Lung transplantation offers a vital lifeline for patients with end-stage lung disease, yet more than 50% of lung-transplant recipients experience organ rejection within five years. Despite decades of research, the biological mechanisms driving this chronic rejection have remained elusive.
Recently, scientists have provided the most detailed picture yet of how lung damage and transplant rejection unfold at the cellular level (Figure 1). Their study reveals that abnormal cross-talk between donor and recipient cells drives progressive scarring, leading to chronic rejection and organ failure.

Figure 1: Integrated object of single-cell transcriptome from multiple datasets. (A) Uniform manifold approximation and projection (UMAP) plot displaying cell types, accompanied by a dot plot showing the expression levels of key marker genes. The expression level was z-score–transformed. AMs, alveolar macrophages; IM, interstitial macrophages; MoM, monocyte-derived macrophages. (B) Heatmap of cell type proportions across samples, where each row represents a cell type, and each column represents a sample. Diff_Ciliated, differentiating ciliated; PNEC_Ionocyte, pulmonary neuroendocrine cells and ionocyte; ASM, airway smooth muscle; VSM, vascular smooth muscle; FibM, fibromyocyte; LipF, lipofibroblast; PC_NAF, perichondrial or nerve-associated fibroblast; Cap, general capillary endothelial cells; Cap-a, capillary aerocyte; NCM, nonclassical monocytes; Act_NK, activated NK; pDC, plasmacytoid dendritic cells; Prolif.Imm, proliferative immune cells.
Surgeons perform approximately 3,000 to 3,500 lung transplants annually in the United States, but chronic lung allograft dysfunction (CLAD), an umbrella term for chronic rejection syndromes, remains the leading cause of death beyond the first year post-transplant. Once CLAD develops, there are currently no effective treatments beyond repeat transplantation.
To uncover the mechanisms behind this condition, the Northwestern team analyzed 1.6 million single cells from transplanted lungs. By distinguishing between donor-derived structural cells and recipient immune cells, the researchers discovered that these two cell types “talk” to one another through harmful signaling loops that promote inflammation and scarring.

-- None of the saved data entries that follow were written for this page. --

//! Compiled-in rank and reward tables, validated once at start-up.

/// localStorage key holding the progress blob.
pub const STORAGE_KEY: &str = "buttonGameProgress";

/// One row of the rank table: the title held from `level` onwards.
#[derive(Clone, Copy, Debug, PartialEq, Eq)]
pub struct RankEntry {
    pub level: u32,
    pub title: &'static str,
}

/// A cosmetic unlock granted once the player reaches `level`.
#[derive(Clone, Copy, Debug, PartialEq, Eq)]
pub struct RewardEntry {
    pub level: u32,
    pub id: &'static str,
    pub title: &'static str,
    pub icon: &'static str,
}

pub const RANKS: &[RankEntry] = &[
    RankEntry { level: 1, title: "Novice" },
    RankEntry { level: 5, title: "Clicker" },
    RankEntry { level: 10, title: "Button Masher" },
    RankEntry { level: 20, title: "Speed Demon" },
    RankEntry { level: 50, title: "Grandmaster" },
    RankEntry { level: 100, title: "Click God" },
];

pub const REWARDS: &[RewardEntry] = &[
    RewardEntry { level: 2, id: "reward_colors", title: "New Colors", icon: "🎨" },
    RewardEntry { level: 5, id: "reward_flame", title: "Flame Effect", icon: "🔥" },
    RewardEntry { level: 10, id: "reward_lightning", title: "Lightning Mode", icon: "⚡" },
    RewardEntry { level: 25, id: "reward_crown", title: "Crown Badge", icon: "👑" },
    RewardEntry { level: 50, id: "reward_rocket", title: "Rocket Boost", icon: "🚀" },
];

/// A table that cannot drive the progression rules.
///
/// The tables are constants, so any of these is a programming error surfaced at start-up.
#[derive(Debug, Clone, PartialEq, Eq, thiserror::Error)]
pub enum ConfigError {
    #[error("rank table is empty")]
    EmptyRankTable,

    #[error("first rank must start at level 1, found level {0}")]
    NoStartingRank(u32),

    #[error("rank levels must be strictly increasing: {previous} followed by {next}")]
    RankOrder { previous: u32, next: u32 },

    #[error("reward `{0}` is unlocked at level 0")]
    RewardAtLevelZero(String),

    #[error("reward id `{0}` is empty or declared twice")]
    DuplicateReward(String),

    #[error("storage key is empty")]
    EmptyStorageKey,
}

/// Validated progression tables plus the persistence key.
#[derive(Clone, Copy, Debug)]
pub struct ProgressConfig {
    pub storage_key: &'static str,
    pub ranks: &'static [RankEntry],
    pub rewards: &'static [RewardEntry],
}

impl ProgressConfig {
    pub fn new(
        storage_key: &'static str,
        ranks: &'static [RankEntry],
        rewards: &'static [RewardEntry],
    ) -> Result<Self, ConfigError> {
        if storage_key.is_empty() {
            return Err(ConfigError::EmptyStorageKey);
        }

        let first = ranks.first().ok_or(ConfigError::EmptyRankTable)?;
        if first.level != 1 {
            return Err(ConfigError::NoStartingRank(first.level));
        }
        for pair in ranks.windows(2) {
            if pair[1].level <= pair[0].level {
                return Err(ConfigError::RankOrder {
                    previous: pair[0].level,
                    next: pair[1].level,
                });
            }
        }

        for (i, reward) in rewards.iter().enumerate() {
            if reward.level == 0 {
                return Err(ConfigError::RewardAtLevelZero(reward.id.to_string()));
            }
            let seen_before = rewards[..i].iter().any(|r| r.id == reward.id);
            if reward.id.is_empty() || seen_before {
                return Err(ConfigError::DuplicateReward(reward.id.to_string()));
            }
        }

        Ok(Self {
            storage_key,
            ranks,
            rewards,
        })
    }

    /// The tables the game ships with.
    pub fn builtin() -> Result<Self, ConfigError> {
        Self::new(STORAGE_KEY, RANKS, REWARDS)
    }

    /// Rank held by a fresh player.
    pub fn default_rank(&self) -> &'static str {
        // `new` rejects an empty table
        self.ranks[0].title
    }
}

Among the most striking findings was the identification of rogue structural cell types, marked by KRT17 and KRT5 expression, that actively drive fibrosis across multiple lung diseases: including idiopathic pulmonary fibrosis (IPF), interstitial lung disease (ILD), COPD, COVID-19–associated lung damage, and transplant rejection.
By integrating data from multiple scarring lung diseases, the team generated a comprehensive reference map outlining both shared and disease-specific molecular pathways. This integrated analysis not only explains why rejection occurs but also offers clues for cross-disease therapeutic strategies.
The study also identified previously unrecognized immune cell populations involved in chronic rejection:
- “Exhausted” T cells that remain chronically activated but lose their ability to regulate inflammation.
- “Super-activated” macrophages that persistently promote tissue damage and fibrosis.
Together, these immune cells create a feed-forward inflammatory network, sustaining scarring long after the initial immune response has subsided.
Advanced computational methods allowed the team to integrate diverse datasets from multiple studies, overcoming previous technical barriers and enabling a unified analysis of immune and structural interactions across disease types.
The researchers pinpointed several key molecular drivers of fibrosis, including PDGF, GDF15, and TWEAK signaling pathways, opening new avenues for drug discovery.
Notably, existing antifibrotic medications such as nintedanib (Ofev) and pirfenidone (Esbriet), already approved for pulmonary fibrosis, may be repurposed to prevent transplant rejection, offering immediate translational potential.
While the research was focused on chronic transplant rejection, its implications reach far wider. The molecular pathways and cell types identified are central to many forms of pulmonary fibrosis, affecting hundreds of thousands of patients worldwide.
Journal article: Yan., Y., et al. 2025. Single-cell dissection of chronic lung allograft dysfunction reveals convergent and distinct fibrotic mechanisms, JCI Insight.